FITC標識 CD4 （カタログ番号 CBL127）を用いた末梢血リンパ球の蛍光強度プロファイルの対数データ

フローサイトメーターを通過した白血球細胞の散乱光プロットを示す 2次元ヒストグラム。X軸に細胞の大きさの指標である前方散乱光、Y軸に細胞の粒状度の指標である側方散乱光を示します。3 種類の特徴的な白血球集団が存在することに注意してください。

上図は、非特異的散乱を除外して、標的集団の周囲に設定したゲートを示します。下図は、ゲート内集団のみのフローサイトメトリーデータを示します。

フローサイトメトリーにおける細胞の標識には、しばしば特定細胞サブクラスに特異的な抗体が使用されます。生細胞のソーティングには、細胞表面エピトープ特異的な抗体が使用されるのが通例です。細胞内エピトープに対する抗体は、抗体が浸透できるよう最初に透過処理した固定細胞にのみ使用されるのが通例です。ミリポアは、さまざまな細胞種特異的なポリクローナルおよびモノクローナル抗体を数多く販売しています。細胞種特異的なモノクローナル抗体群の多くは、国際会議によりクラスター分化（CD）番号を付与されています。例えば、ヘルパーT細胞上に存在する抗原部位のエピトープを認識するモノクローナル抗体は、まとめてCD4と呼ばれています（「CD4標識」を参照）。

ある細胞種または病態を厳密に同定するため、複数のCDマーカーが必要な場合があります。ヒトおよびその他の動物種における細胞の同定には、CDマーカーの一覧を使用することができます。

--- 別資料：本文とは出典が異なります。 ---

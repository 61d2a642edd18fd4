//! Error types for delivery.

use thiserror::Error;

/// Result type for delivery operations.
pub type DeliveryResult<T> = Result<T, DeliveryError>;

/// Errors that can occur while delivering to a destination.
#[derive(Debug, Error)]
pub enum DeliveryError {
    /// Could not open a connection to the destination.
    #[error("cannot connect to {target}: {reason}")]
    Connect { target: String, reason: String },

    /// The server's host key did not pass verification.
    #[error("host key for {target} rejected: {reason}")]
    HostKeyRejected { target: String, reason: String },

    /// The destination rejected the credentials.
    #[error("authentication failed for {user} at {target}")]
    Auth { target: String, user: String },

    /// The remote target directory does not exist.
    #[error("remote directory {path} missing on {target}")]
    RemoteDirectoryMissing { target: String, path: String },

    /// Copying data to the destination failed.
    #[error("transfer to {target} failed: {reason}")]
    Transfer { target: String, reason: String },

    /// HTTP transport error.
    #[error("HTTP error: {0}")]
    Http(#[from] reqwest::Error),

    /// The web back end answered with something other than 200.
    #[error("{target} answered with status {status}")]
    Status { target: String, status: u16 },

    /// Some destinations were not delivered.
    #[error("delivery incomplete: {failed} of {total} destinations not delivered")]
    Incomplete { failed: usize, total: usize },

    /// Invalid destination configuration.
    #[error("invalid destination: {0}")]
    Config(String),

    /// Local IO error.
    #[error("IO error: {0}")]
    Io(#[from] std::io::Error),
}

impl DeliveryError {
    /// The HTTP status carried by the error, if any.
    #[must_use]
    pub fn http_status(&self) -> Option<u16> {
        match self {
            Self::Status { status, .. } => Some(*status),
            Self::Http(e) => e.status().map(|s| s.as_u16()),
            _ => None,
        }
    }
}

フローサイトメトリー用抗体の多くは蛍光色素で直接標識されていますが、非標識の一次抗体も数多く、標識二次抗体とともにルーチンに使用されています。フローサイトメトリーに使用される蛍光色素は、主としてフルオロイソチオシアネート（FITC）とフィコエリトリン（PE）の2種類です。この2種類の色素が標識として好まれる理由は、2つの重要な性質にあります。すなわち、両色素とも488 nmのレーザー線で励起されることと、発光スペクトルがFITC 530 nm（緑色）、PE 570～575 nm（橙色）と異なることにあります。蛍光色素化学およびフローサイトメトリー機器の進歩により、今やこれら2種類以外の色素を用いて、細胞に同時に複数の標識を行うことができるほか、細胞のソーティングも可能です（IHCセクションの蛍光色素に関する表を参照）。

フローサイトメトリーは、その汎用性と性能から、診断、科学研究および薬理研究にルーチンに使用されています。複数のパラメータ（パラメータ数を制限するのは、電子的回収装置、フィルターおよび使用できるマーカー数のみ）により細胞をソーティングできることから、フローサイトメトリーは成長し続ける領域であるとともに、抗体と蛍光マーカーを、真に機能的かつ動的なアプリケーションに統合する手法です。

T10B9モノクローナル抗体を用いたヒト骨髄中の T細胞除去 T10B9は、αβ +T細胞受容体を有する細胞を補体依存性細胞傷害作用により選択的に枯渇させる T細胞特異的抗体です（上パネルの青色の矢印）。一方、骨髄中にはγδ +T細胞受容体を発現する細胞も少数存在します（下パネル）。ヒト骨髄懸濁液をミリポアの T10B9 0.35 μg/mLで処理した後、ウサギ補体で 2回処理しました。T細胞除去プロトコールにより、αβ +T細胞を除去することで、同種幹細胞移植後に移植片対宿主病（GVHD）が発生するリスクが低減されます。残るγδ +T細胞は、宿主の白血病細胞に対する選択的な殺作用に関与するものと推定されています。データは、Medical College of Wisconsin （ウィスコンシン州ミルウォーキー）の Dr. C. Keever-Taylorより提供されました。